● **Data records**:
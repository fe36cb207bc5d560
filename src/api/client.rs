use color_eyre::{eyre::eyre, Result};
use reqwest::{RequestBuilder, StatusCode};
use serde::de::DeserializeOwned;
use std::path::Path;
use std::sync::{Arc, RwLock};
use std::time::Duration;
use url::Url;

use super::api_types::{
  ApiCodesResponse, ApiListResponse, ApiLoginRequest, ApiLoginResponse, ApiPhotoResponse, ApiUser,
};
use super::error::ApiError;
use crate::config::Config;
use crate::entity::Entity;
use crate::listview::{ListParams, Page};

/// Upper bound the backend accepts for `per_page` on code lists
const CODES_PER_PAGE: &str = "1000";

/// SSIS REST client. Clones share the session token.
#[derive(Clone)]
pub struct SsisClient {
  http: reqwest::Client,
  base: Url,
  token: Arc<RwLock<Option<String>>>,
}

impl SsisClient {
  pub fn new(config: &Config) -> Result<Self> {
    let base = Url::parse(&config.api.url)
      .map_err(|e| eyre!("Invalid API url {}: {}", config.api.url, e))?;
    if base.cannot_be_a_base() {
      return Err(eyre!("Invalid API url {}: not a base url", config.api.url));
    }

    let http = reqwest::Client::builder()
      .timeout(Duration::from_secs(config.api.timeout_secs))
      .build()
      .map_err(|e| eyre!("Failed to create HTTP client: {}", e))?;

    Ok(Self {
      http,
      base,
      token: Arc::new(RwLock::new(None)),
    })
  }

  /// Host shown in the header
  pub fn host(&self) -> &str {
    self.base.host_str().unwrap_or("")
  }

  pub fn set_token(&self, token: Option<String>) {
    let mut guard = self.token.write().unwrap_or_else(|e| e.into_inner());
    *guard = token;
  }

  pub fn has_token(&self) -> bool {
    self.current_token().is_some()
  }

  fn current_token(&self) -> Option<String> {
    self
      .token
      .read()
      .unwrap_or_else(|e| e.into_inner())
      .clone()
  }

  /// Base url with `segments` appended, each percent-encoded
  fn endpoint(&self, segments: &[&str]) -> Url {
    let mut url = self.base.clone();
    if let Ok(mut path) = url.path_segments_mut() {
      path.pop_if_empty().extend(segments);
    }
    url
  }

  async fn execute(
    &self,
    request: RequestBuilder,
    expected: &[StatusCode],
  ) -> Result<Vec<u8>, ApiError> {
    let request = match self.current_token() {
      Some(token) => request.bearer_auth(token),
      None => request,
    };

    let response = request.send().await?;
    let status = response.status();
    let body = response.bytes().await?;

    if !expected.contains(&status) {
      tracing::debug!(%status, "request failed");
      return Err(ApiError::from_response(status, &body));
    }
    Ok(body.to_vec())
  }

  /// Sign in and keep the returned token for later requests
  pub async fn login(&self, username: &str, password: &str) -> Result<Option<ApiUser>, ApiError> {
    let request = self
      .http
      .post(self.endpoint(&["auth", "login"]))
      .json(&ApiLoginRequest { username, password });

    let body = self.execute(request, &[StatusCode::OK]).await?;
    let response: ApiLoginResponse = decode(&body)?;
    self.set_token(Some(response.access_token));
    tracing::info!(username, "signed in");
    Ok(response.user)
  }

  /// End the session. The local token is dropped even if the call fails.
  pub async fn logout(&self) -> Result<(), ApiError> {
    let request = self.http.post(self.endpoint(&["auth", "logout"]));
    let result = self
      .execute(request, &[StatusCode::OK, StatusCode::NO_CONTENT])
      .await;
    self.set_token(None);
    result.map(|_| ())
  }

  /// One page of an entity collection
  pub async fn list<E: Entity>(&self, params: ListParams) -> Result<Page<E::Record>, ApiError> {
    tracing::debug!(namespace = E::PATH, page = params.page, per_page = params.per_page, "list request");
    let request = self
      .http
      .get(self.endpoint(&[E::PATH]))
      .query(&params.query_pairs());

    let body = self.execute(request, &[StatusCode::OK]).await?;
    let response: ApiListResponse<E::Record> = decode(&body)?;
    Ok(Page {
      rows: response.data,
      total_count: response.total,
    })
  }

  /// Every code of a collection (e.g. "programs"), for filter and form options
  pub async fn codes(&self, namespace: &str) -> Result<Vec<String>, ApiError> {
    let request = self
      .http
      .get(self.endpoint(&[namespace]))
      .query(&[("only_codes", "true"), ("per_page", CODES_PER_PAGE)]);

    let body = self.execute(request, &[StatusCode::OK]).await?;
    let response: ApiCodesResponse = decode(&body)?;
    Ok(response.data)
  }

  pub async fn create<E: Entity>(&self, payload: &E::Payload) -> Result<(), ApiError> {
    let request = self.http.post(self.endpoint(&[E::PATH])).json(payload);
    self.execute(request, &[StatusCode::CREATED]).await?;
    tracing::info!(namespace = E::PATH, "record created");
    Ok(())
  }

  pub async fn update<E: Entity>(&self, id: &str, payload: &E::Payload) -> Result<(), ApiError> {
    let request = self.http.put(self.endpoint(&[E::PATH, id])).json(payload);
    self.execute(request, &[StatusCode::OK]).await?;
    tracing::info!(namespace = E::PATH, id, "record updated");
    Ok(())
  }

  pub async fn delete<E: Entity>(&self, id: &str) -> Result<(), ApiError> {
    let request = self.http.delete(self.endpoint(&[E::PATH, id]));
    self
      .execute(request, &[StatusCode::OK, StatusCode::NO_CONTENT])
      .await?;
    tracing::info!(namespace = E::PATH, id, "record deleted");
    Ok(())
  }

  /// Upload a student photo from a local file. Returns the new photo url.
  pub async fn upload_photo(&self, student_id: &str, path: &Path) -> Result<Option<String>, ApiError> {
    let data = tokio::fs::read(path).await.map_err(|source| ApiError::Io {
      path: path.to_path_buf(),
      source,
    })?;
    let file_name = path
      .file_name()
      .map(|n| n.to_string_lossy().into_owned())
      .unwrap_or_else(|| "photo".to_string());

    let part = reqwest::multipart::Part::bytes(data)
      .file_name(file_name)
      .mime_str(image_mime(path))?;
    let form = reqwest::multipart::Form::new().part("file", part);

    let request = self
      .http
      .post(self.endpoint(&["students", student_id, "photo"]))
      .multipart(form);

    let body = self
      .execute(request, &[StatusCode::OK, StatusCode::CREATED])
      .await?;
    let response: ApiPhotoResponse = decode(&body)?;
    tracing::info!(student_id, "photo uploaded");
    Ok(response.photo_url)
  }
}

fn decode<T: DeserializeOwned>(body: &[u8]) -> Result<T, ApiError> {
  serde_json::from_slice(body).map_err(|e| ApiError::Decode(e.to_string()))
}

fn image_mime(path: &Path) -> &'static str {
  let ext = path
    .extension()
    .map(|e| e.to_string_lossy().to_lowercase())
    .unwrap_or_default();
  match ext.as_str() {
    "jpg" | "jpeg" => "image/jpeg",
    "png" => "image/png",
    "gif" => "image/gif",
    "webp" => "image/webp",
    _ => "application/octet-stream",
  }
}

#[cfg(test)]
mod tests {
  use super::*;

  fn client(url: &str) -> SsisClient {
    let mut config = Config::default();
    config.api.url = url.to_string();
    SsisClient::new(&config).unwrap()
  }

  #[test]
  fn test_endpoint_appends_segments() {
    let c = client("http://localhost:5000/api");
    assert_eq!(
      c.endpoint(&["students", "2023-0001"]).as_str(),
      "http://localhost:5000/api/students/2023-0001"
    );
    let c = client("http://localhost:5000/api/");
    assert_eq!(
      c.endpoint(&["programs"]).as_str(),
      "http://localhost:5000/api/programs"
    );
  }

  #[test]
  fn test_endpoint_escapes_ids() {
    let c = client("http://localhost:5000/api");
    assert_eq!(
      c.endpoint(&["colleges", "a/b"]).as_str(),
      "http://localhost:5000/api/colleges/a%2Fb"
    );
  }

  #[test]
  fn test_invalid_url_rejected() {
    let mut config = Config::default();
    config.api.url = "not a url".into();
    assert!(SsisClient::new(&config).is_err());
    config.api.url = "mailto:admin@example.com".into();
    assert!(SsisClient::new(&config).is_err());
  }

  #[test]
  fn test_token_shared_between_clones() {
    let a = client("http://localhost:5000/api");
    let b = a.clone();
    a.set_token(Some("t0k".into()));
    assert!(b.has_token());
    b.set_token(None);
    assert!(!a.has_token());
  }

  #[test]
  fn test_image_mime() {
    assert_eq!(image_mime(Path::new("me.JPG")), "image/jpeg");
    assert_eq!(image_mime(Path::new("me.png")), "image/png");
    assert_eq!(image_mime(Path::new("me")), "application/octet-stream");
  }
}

==

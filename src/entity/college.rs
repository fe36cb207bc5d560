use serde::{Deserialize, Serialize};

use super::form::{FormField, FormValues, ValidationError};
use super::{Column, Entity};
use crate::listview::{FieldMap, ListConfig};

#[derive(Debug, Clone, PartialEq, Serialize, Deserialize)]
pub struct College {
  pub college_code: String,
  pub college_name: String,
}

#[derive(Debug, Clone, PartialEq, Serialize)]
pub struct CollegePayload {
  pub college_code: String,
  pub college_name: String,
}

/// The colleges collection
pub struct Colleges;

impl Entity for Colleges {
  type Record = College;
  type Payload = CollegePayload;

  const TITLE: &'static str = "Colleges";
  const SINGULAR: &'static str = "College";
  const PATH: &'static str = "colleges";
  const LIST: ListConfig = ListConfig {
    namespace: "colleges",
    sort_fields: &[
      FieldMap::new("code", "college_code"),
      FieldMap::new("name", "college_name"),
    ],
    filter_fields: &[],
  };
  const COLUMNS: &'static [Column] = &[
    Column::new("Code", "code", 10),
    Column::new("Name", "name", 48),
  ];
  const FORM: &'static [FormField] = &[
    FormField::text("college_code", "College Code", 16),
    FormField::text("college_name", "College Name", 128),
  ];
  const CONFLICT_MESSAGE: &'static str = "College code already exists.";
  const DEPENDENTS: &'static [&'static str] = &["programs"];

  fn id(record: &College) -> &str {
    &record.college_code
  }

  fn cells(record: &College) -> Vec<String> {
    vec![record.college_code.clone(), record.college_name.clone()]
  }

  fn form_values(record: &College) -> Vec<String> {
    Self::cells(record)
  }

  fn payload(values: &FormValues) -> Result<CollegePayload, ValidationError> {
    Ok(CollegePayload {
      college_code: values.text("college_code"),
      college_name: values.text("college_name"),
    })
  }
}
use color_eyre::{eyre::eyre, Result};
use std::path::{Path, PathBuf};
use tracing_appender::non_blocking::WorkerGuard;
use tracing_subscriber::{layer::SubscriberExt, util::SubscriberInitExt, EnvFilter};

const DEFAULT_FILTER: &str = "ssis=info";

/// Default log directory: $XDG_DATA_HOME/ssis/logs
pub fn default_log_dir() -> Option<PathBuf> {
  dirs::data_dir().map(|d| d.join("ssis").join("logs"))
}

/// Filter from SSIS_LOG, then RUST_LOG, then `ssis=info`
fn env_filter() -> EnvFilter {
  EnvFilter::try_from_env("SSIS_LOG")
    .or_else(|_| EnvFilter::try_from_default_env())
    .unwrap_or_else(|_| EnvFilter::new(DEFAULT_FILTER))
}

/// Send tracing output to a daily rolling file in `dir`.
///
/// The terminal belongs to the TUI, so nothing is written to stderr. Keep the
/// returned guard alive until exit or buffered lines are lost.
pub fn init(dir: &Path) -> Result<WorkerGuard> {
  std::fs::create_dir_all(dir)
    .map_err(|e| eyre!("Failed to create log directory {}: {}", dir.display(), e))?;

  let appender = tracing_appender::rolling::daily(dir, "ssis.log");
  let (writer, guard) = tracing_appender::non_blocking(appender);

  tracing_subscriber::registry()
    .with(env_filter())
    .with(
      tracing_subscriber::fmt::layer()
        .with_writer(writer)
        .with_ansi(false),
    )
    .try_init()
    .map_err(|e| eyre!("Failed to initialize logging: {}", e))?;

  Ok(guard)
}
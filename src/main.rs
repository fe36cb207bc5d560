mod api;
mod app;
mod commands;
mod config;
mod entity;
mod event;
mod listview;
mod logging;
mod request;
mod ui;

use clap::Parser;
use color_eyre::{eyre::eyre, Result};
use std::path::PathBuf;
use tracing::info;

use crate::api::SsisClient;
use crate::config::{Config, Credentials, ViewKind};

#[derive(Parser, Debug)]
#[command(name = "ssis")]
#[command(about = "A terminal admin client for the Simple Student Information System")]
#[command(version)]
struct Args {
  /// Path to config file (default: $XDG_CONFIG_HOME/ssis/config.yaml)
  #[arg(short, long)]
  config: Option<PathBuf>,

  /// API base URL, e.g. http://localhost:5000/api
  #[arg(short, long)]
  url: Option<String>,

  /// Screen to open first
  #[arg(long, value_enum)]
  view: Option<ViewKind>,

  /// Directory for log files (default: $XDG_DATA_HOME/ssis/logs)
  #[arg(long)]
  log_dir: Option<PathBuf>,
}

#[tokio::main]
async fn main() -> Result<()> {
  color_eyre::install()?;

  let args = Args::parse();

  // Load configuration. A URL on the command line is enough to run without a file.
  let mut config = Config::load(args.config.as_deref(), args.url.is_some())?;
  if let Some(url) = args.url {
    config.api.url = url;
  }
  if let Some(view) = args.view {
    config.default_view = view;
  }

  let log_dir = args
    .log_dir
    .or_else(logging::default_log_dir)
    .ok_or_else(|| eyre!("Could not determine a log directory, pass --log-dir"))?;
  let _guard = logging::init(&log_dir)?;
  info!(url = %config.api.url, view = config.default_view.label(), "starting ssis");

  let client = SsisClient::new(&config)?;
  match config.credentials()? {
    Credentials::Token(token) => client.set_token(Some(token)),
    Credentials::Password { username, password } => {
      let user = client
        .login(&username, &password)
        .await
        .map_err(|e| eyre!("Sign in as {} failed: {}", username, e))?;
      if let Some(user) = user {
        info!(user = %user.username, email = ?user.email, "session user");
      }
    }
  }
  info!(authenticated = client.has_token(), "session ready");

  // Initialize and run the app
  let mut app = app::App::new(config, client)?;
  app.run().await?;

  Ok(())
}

● **THE PROBLEM**:
Among the records above, find the lines that contain "Duration" and copy every one.

● **EXPECTED ANSWER**:
use std::time::Duration;
      .timeout(Duration::from_secs(config.api.timeout_secs))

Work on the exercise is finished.